//! Vector kernels for NNUE inference.
//!
//! AVX2 paths use 256-bit integer math (16 x i16 adds, pairwise
//! multiply-add for the i8 layer); every kernel has a scalar fallback for
//! non-SIMD targets. Runtime detection is used when the binary is not
//! compiled with AVX2 enabled.

/// Add a weight column into an accumulator half.
#[inline]
pub fn add_in_place(acc: &mut [i16], weights: &[i16]) {
    debug_assert_eq!(acc.len(), weights.len());
    #[cfg(target_arch = "x86_64")]
    {
        if is_x86_feature_detected!("avx2") {
            unsafe { add_in_place_avx2(acc, weights) };
            return;
        }
    }
    add_in_place_scalar(acc, weights);
}

/// Subtract a weight column from an accumulator half.
#[inline]
pub fn sub_in_place(acc: &mut [i16], weights: &[i16]) {
    debug_assert_eq!(acc.len(), weights.len());
    #[cfg(target_arch = "x86_64")]
    {
        if is_x86_feature_detected!("avx2") {
            unsafe { sub_in_place_avx2(acc, weights) };
            return;
        }
    }
    sub_in_place_scalar(acc, weights);
}

/// Clipped ReLU: clamp each accumulator value into `[0, limit]` and
/// narrow to u8.
#[inline]
pub fn clamp_to_u8(acc: &[i16], limit: i16, out: &mut [u8]) {
    debug_assert_eq!(acc.len(), out.len());
    for (value, slot) in acc.iter().zip(out.iter_mut()) {
        *slot = (*value).clamp(0, limit) as u8;
    }
}

/// Dot product of a clamped u8 input row with an i8 weight row,
/// accumulated in i32.
#[inline]
#[must_use]
pub fn dot_u8_i8(input: &[u8], weights: &[i8]) -> i32 {
    debug_assert_eq!(input.len(), weights.len());
    #[cfg(target_arch = "x86_64")]
    {
        if is_x86_feature_detected!("avx2") {
            return unsafe { dot_u8_i8_avx2(input, weights) };
        }
    }
    dot_u8_i8_scalar(input, weights)
}

fn add_in_place_scalar(acc: &mut [i16], weights: &[i16]) {
    for (value, weight) in acc.iter_mut().zip(weights.iter()) {
        *value = value.wrapping_add(*weight);
    }
}

fn sub_in_place_scalar(acc: &mut [i16], weights: &[i16]) {
    for (value, weight) in acc.iter_mut().zip(weights.iter()) {
        *value = value.wrapping_sub(*weight);
    }
}

fn dot_u8_i8_scalar(input: &[u8], weights: &[i8]) -> i32 {
    input
        .iter()
        .zip(weights.iter())
        .map(|(&a, &w)| i32::from(a) * i32::from(w))
        .sum()
}

#[cfg(target_arch = "x86_64")]
#[target_feature(enable = "avx2")]
unsafe fn add_in_place_avx2(acc: &mut [i16], weights: &[i16]) {
    use std::arch::x86_64::*;
    const LANES: usize = 16;
    let chunks = acc.len() / LANES;
    let acc_ptr = acc.as_mut_ptr();
    let w_ptr = weights.as_ptr();
    for i in 0..chunks {
        let a = _mm256_loadu_si256(acc_ptr.add(i * LANES).cast());
        let w = _mm256_loadu_si256(w_ptr.add(i * LANES).cast());
        _mm256_storeu_si256(acc_ptr.add(i * LANES).cast(), _mm256_add_epi16(a, w));
    }
    for i in chunks * LANES..acc.len() {
        *acc.get_unchecked_mut(i) = acc.get_unchecked(i).wrapping_add(*weights.get_unchecked(i));
    }
}

#[cfg(target_arch = "x86_64")]
#[target_feature(enable = "avx2")]
unsafe fn sub_in_place_avx2(acc: &mut [i16], weights: &[i16]) {
    use std::arch::x86_64::*;
    const LANES: usize = 16;
    let chunks = acc.len() / LANES;
    let acc_ptr = acc.as_mut_ptr();
    let w_ptr = weights.as_ptr();
    for i in 0..chunks {
        let a = _mm256_loadu_si256(acc_ptr.add(i * LANES).cast());
        let w = _mm256_loadu_si256(w_ptr.add(i * LANES).cast());
        _mm256_storeu_si256(acc_ptr.add(i * LANES).cast(), _mm256_sub_epi16(a, w));
    }
    for i in chunks * LANES..acc.len() {
        *acc.get_unchecked_mut(i) = acc.get_unchecked(i).wrapping_sub(*weights.get_unchecked(i));
    }
}

#[cfg(target_arch = "x86_64")]
#[target_feature(enable = "avx2")]
unsafe fn dot_u8_i8_avx2(input: &[u8], weights: &[i8]) -> i32 {
    use std::arch::x86_64::*;
    const LANES: usize = 32;
    let chunks = input.len() / LANES;
    let in_ptr = input.as_ptr();
    let w_ptr = weights.as_ptr();
    let ones = _mm256_set1_epi16(1);
    let mut sum = _mm256_setzero_si256();
    for i in 0..chunks {
        let a = _mm256_loadu_si256(in_ptr.add(i * LANES).cast());
        let w = _mm256_loadu_si256(w_ptr.add(i * LANES).cast());
        // Pairwise u8*i8 -> i16, then widen the pair sums to i32.
        let products = _mm256_maddubs_epi16(a, w);
        sum = _mm256_add_epi32(sum, _mm256_madd_epi16(products, ones));
    }
    let mut lanes = [0i32; 8];
    _mm256_storeu_si256(lanes.as_mut_ptr().cast(), sum);
    let mut total: i32 = lanes.iter().sum();
    for i in chunks * LANES..input.len() {
        total += i32::from(*input.get_unchecked(i)) * i32::from(*weights.get_unchecked(i));
    }
    total
}

#[cfg(test)]
mod tests {
    use super::*;

    #[test]
    fn add_sub_roundtrip() {
        let mut acc = vec![0i16; 512];
        let weights: Vec<i16> = (0..512).map(|i| (i as i16) - 256).collect();
        add_in_place(&mut acc, &weights);
        assert_eq!(acc, weights);
        sub_in_place(&mut acc, &weights);
        assert!(acc.iter().all(|&v| v == 0));
    }

    #[test]
    fn clamp_narrows_and_clips() {
        let acc = [-5i16, 0, 50, 127, 300];
        let mut out = [0u8; 5];
        clamp_to_u8(&acc, 127, &mut out);
        assert_eq!(out, [0, 0, 50, 127, 127]);
    }

    #[test]
    fn dot_matches_scalar_reference() {
        let input: Vec<u8> = (0..512).map(|i| (i % 128) as u8).collect();
        let weights: Vec<i8> = (0..512).map(|i| ((i * 7) % 255) as i8).collect();
        let expected: i32 = input
            .iter()
            .zip(weights.iter())
            .map(|(&a, &w)| i32::from(a) * i32::from(w))
            .sum();
        assert_eq!(dot_u8_i8(&input, &weights), expected);
    }
}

====

● Problem description
Write out the entries verbatim, all of them.

● Result for this task
//! Vector kernels for NNUE inference.
//!
//! AVX2 paths use 256-bit integer math (16 x i16 adds, pairwise
//! multiply-add for the i8 layer); every kernel has a scalar fallback for
//! non-SIMD targets. Runtime detection is used when the binary is not
//! compiled with AVX2 enabled.

/// Add a weight column into an accumulator half.
#[inline]
pub fn add_in_place(acc: &mut [i16], weights: &[i16]) {
    debug_assert_eq!(acc.len(), weights.len());
    #[cfg(target_arch = "x86_64")]
    {
        if is_x86_feature_detected!("avx2") {
            unsafe { add_in_place_avx2(acc, weights) };
            return;
        }
    }
    add_in_place_scalar(acc, weights);
}

/// Subtract a weight column from an accumulator half.
#[inline]
pub fn sub_in_place(acc: &mut [i16], weights: &[i16]) {
    debug_assert_eq!(acc.len(), weights.len());
    #[cfg(target_arch = "x86_64")]
    {
        if is_x86_feature_detected!("avx2") {
            unsafe { sub_in_place_avx2(acc, weights) };
            return;
        }
    }
    sub_in_place_scalar(acc, weights);
}

/// Clipped ReLU: clamp each accumulator value into `[0, limit]` and
/// narrow to u8.
#[inline]
pub fn clamp_to_u8(acc: &[i16], limit: i16, out: &mut [u8]) {
    debug_assert_eq!(acc.len(), out.len());
    for (value, slot) in acc.iter().zip(out.iter_mut()) {
        *slot = (*value).clamp(0, limit) as u8;
    }
}

/// Dot product of a clamped u8 input row with an i8 weight row,
/// accumulated in i32.
#[inline]
#[must_use]
pub fn dot_u8_i8(input: &[u8], weights: &[i8]) -> i32 {
    debug_assert_eq!(input.len(), weights.len());
    #[cfg(target_arch = "x86_64")]
    {
        if is_x86_feature_detected!("avx2") {
            return unsafe { dot_u8_i8_avx2(input, weights) };
        }
    }
    dot_u8_i8_scalar(input, weights)
}

fn add_in_place_scalar(acc: &mut [i16], weights: &[i16]) {
    for (value, weight) in acc.iter_mut().zip(weights.iter()) {
        *value = value.wrapping_add(*weight);
    }
}

fn sub_in_place_scalar(acc: &mut [i16], weights: &[i16]) {
    for (value, weight) in acc.iter_mut().zip(weights.iter()) {
        *value = value.wrapping_sub(*weight);
    }
}

fn dot_u8_i8_scalar(input: &[u8], weights: &[i8]) -> i32 {
    input
        .iter()
        .zip(weights.iter())
        .map(|(&a, &w)| i32::from(a) * i32::from(w))
        .sum()
}

#[cfg(target_arch = "x86_64")]
#[target_feature(enable = "avx2")]
unsafe fn add_in_place_avx2(acc: &mut [i16], weights: &[i16]) {
    use std::arch::x86_64::*;
    const LANES: usize = 16;
    let chunks = acc.len() / LANES;
    let acc_ptr = acc.as_mut_ptr();
    let w_ptr = weights.as_ptr();
    for i in 0..chunks {
        let a = _mm256_loadu_si256(acc_ptr.add(i * LANES).cast());
        let w = _mm256_loadu_si256(w_ptr.add(i * LANES).cast());
        _mm256_storeu_si256(acc_ptr.add(i * LANES).cast(), _mm256_add_epi16(a, w));
    }
    for i in chunks * LANES..acc.len() {
        *acc.get_unchecked_mut(i) = acc.get_unchecked(i).wrapping_add(*weights.get_unchecked(i));
    }
}

#[cfg(target_arch = "x86_64")]
#[target_feature(enable = "avx2")]
unsafe fn sub_in_place_avx2(acc: &mut [i16], weights: &[i16]) {
    use std::arch::x86_64::*;
    const LANES: usize = 16;
    let chunks = acc.len() / LANES;
    let acc_ptr = acc.as_mut_ptr();
    let w_ptr = weights.as_ptr();
    for i in 0..chunks {
        let a = _mm256_loadu_si256(acc_ptr.add(i * LANES).cast());
        let w = _mm256_loadu_si256(w_ptr.add(i * LANES).cast());
        _mm256_storeu_si256(acc_ptr.add(i * LANES).cast(), _mm256_sub_epi16(a, w));
    }
    for i in chunks * LANES..acc.len() {
        *acc.get_unchecked_mut(i) = acc.get_unchecked(i).wrapping_sub(*weights.get_unchecked(i));
    }
}

#[cfg(target_arch = "x86_64")]
#[target_feature(enable = "avx2")]
unsafe fn dot_u8_i8_avx2(input: &[u8], weights: &[i8]) -> i32 {
    use std::arch::x86_64::*;
    const LANES: usize = 32;
    let chunks = input.len() / LANES;
    let in_ptr = input.as_ptr();
    let w_ptr = weights.as_ptr();
    let ones = _mm256_set1_epi16(1);
    let mut sum = _mm256_setzero_si256();
    for i in 0..chunks {
        let a = _mm256_loadu_si256(in_ptr.add(i * LANES).cast());
        let w = _mm256_loadu_si256(w_ptr.add(i * LANES).cast());
        // Pairwise u8*i8 -> i16, then widen the pair sums to i32.
        let products = _mm256_maddubs_epi16(a, w);
        sum = _mm256_add_epi32(sum, _mm256_madd_epi16(products, ones));
    }
    let mut lanes = [0i32; 8];
    _mm256_storeu_si256(lanes.as_mut_ptr().cast(), sum);
    let mut total: i32 = lanes.iter().sum();
    for i in chunks * LANES..input.len() {
        total += i32::from(*input.get_unchecked(i)) * i32::from(*weights.get_unchecked(i));
    }
    total
}

#[cfg(test)]
mod tests {
    use super::*;

    #[test]
    fn add_sub_roundtrip() {
        let mut acc = vec![0i16; 512];
        let weights: Vec<i16> = (0..512).map(|i| (i as i16) - 256).collect();
        add_in_place(&mut acc, &weights);
        assert_eq!(acc, weights);
        sub_in_place(&mut acc, &weights);
        assert!(acc.iter().all(|&v| v == 0));
    }

    #[test]
    fn clamp_narrows_and_clips() {
        let acc = [-5i16, 0, 50, 127, 300];
        let mut out = [0u8; 5];
        clamp_to_u8(&acc, 127, &mut out);
        assert_eq!(out, [0, 0, 50, 127, 127]);
    }

    #[test]
    fn dot_matches_scalar_reference() {
        let input: Vec<u8> = (0..512).map(|i| (i % 128) as u8).collect();
        let weights: Vec<i8> = (0..512).map(|i| ((i * 7) % 255) as i8).collect();
        let expected: i32 = input
            .iter()
            .zip(weights.iter())
            .map(|(&a, &w)| i32::from(a) * i32::from(w))
            .sum();
        assert_eq!(dot_u8_i8(&input, &weights), expected);
    }
}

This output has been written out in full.